Log in to the TCR console and confirm that the image has been successfully uploaded in the corresponding image repository. You can see the image tagged v1.0.

Step 5: Creates a project

Projects are the primary resources for edge inference, used to organize and manage multiple inference services. A project can contain multiple inference services, and you can bind Tags to projects for access control.
1. On the Edge Inference page of the EdgeOne console, click Create a project.

Creates a project.


2. Fill in the project information:
Project Name: Enter the project name (such as llm-inference-project)
Bind Plan: Select the Enterprise Edition plan you have subscribed to.

Fill in the project information.


3. After the project is created, click the project name to go to the project details page, where you can now create an inference service.
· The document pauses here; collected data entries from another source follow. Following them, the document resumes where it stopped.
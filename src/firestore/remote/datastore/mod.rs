use std::sync::Arc;

use async_trait::async_trait;
#[cfg(not(target_arch = "wasm32"))]
use futures::future::BoxFuture;
#[cfg(target_arch = "wasm32")]
use futures::future::LocalBoxFuture;

use crate::firestore::error::FirestoreResult;
use crate::firestore::model::{DocumentKey, MaybeDocument, Mutation, MutationResult, User};
use crate::firestore::remote::network::StreamCredentials;

pub mod in_memory;
pub mod streaming;

#[cfg(not(target_arch = "wasm32"))]
pub type StreamingFuture<'a, T> = BoxFuture<'a, T>;
#[cfg(target_arch = "wasm32")]
pub type StreamingFuture<'a, T> = LocalBoxFuture<'a, T>;

/// One open bidirectional RPC.
pub trait StreamHandle: Send + Sync + 'static {
    fn send(&self, payload: Vec<u8>) -> StreamingFuture<'_, FirestoreResult<()>>;

    /// Next message; `None` once the server closed the stream cleanly.
    fn next(&self) -> StreamingFuture<'_, Option<FirestoreResult<Vec<u8>>>>;

    fn close(&self) -> StreamingFuture<'_, FirestoreResult<()>>;
}

/// Opens the two long-lived RPCs the client keeps with the backend.
pub trait StreamingDatastore: Send + Sync + 'static {
    fn open_listen_stream(
        &self,
        credentials: &StreamCredentials,
    ) -> StreamingFuture<'_, FirestoreResult<Arc<dyn StreamHandle>>>;

    fn open_write_stream(
        &self,
        credentials: &StreamCredentials,
    ) -> StreamingFuture<'_, FirestoreResult<Arc<dyn StreamHandle>>>;
}

/// Unary RPCs used by transactions.
#[cfg_attr(target_arch = "wasm32", async_trait(?Send))]
#[cfg_attr(not(target_arch = "wasm32"), async_trait)]
pub trait Datastore: Send + Sync + 'static {
    /// Reads `keys`; missing documents come back as `NoDocument` at the
    /// read time.
    async fn lookup(&self, keys: Vec<DocumentKey>) -> FirestoreResult<Vec<MaybeDocument>>;

    /// Applies `mutations` atomically.
    async fn commit(&self, mutations: Vec<Mutation>) -> FirestoreResult<Vec<MutationResult>>;
}

pub type UserChangeListener = Arc<dyn Fn(User) + Send + Sync>;

#[cfg_attr(target_arch = "wasm32", async_trait(?Send))]
#[cfg_attr(not(target_arch = "wasm32"), async_trait)]
pub trait TokenProvider: Send + Sync + 'static {
    async fn get_token(&self) -> FirestoreResult<Option<String>>;
    fn invalidate_token(&self);
    async fn heartbeat_header(&self) -> FirestoreResult<Option<String>> {
        Ok(None)
    }

    /// Registers the callback told about the signed-in user. Providers that
    /// know about users call it once right away and again on every change.
    fn set_user_change_listener(&self, _listener: UserChangeListener) {}
}

#[derive(Default, Clone)]
pub struct NoopTokenProvider;

#[cfg_attr(target_arch = "wasm32", async_trait(?Send))]
#[cfg_attr(not(target_arch = "wasm32"), async_trait)]
impl TokenProvider for NoopTokenProvider {
    async fn get_token(&self) -> FirestoreResult<Option<String>> {
        Ok(None)
    }

    fn invalidate_token(&self) {}
}

pub type TokenProviderArc = Arc<dyn TokenProvider>;

pub use in_memory::InMemoryDatastore;
pub use streaming::{StreamingDatastoreImpl, StreamingHandleImpl};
Step 6: Create an inference service

Services are the core units of edge inference. Creating a service means deploying the image you uploaded to edge nodes in container form. The platform will provide you with a publicly accessible service address.
In the created project, click Create Service.

Creating a Service



6.1 Basic Settings

Configuration Item
Description
Example Value
Service Name
It serves as the unique identifier of the service and cannot be modified after creation.
llama3-3b-service
Description
The purpose of the service, up to 60 characters.
Llama-3.2-3B Inference Service

6.2 Image Settings

Configuration Item
Description
Example Value
Image
Select the image that has been uploaded to TCR under your account.
ccr.ccs.tencentyun.com/edge-inference/llama3-3b-vllm:v1.0
Startup Command
The command executed when the container starts. If not specified, the ENTRYPOINT/CMD in the image will be used.
Leave blank (use the CMD defined in the Dockerfile)
Listening Port
The port on which your inference service's HTTP Server listens.
8000
Environment Variable
Runtime Environment Variable Configuration
Variable name: HF_HOME, Variable value: /data/models
Request Path
The API path for the client to call the inference service.
/v1/chat/completions
About Startup Command:
In this example, the Dockerfile has already set the startup parameters via CMD, so this field can be left blank. If you need to override the default parameters, you can enter the complete startup command, for example:
python3 -m vllm.entrypoints.openai.api_server --host 0.0.0.0 --port 8000 --model /data/models/LLM-Research/Llama-3.2-3B-Instruct --trust-remote-code --dtype half --max-model-len 8192

6.3 Resource Settings

Configuration Item
Description
Select Resources
Currently, two GPU resource specifications are provided: Entry-level and Basic. The selected specification cannot be changed after selection.
Note:
The selected instance specifications (especially GPU memory) must meet the requirements for model operation. Llama-3.2-3B requires approximately 6GB of memory for FP16 inference. Please select specifications with ≥8GB of memory; otherwise, it may cause out-of-memory (OOM) errors and deployment failure.

6.4 Advanced Settings

Configuration Item
Description
Recommended Configuration
Auto Scaling
Auto: Automatically scales based on request volume.
Manual: Fixed number of instances, running persistently with continuous billing.
It is recommended to select Auto to save costs.
Concurrency
Maximum concurrent requests per instance
For LLM inference, it is recommended to set it to 1-5, depending on the model size and video memory.

6.5 Complete the creation

After completing the above configurations, click Create. The system will begin deploying the service. Please wait patiently until the service status changes from "Deploying" to "Running", indicating that the service is ready.
Note:
The initial deployment requires pulling the image to edge nodes. Due to the large image size, deployment may take 5-15 minutes. Deployment logs can be viewed on the service details page.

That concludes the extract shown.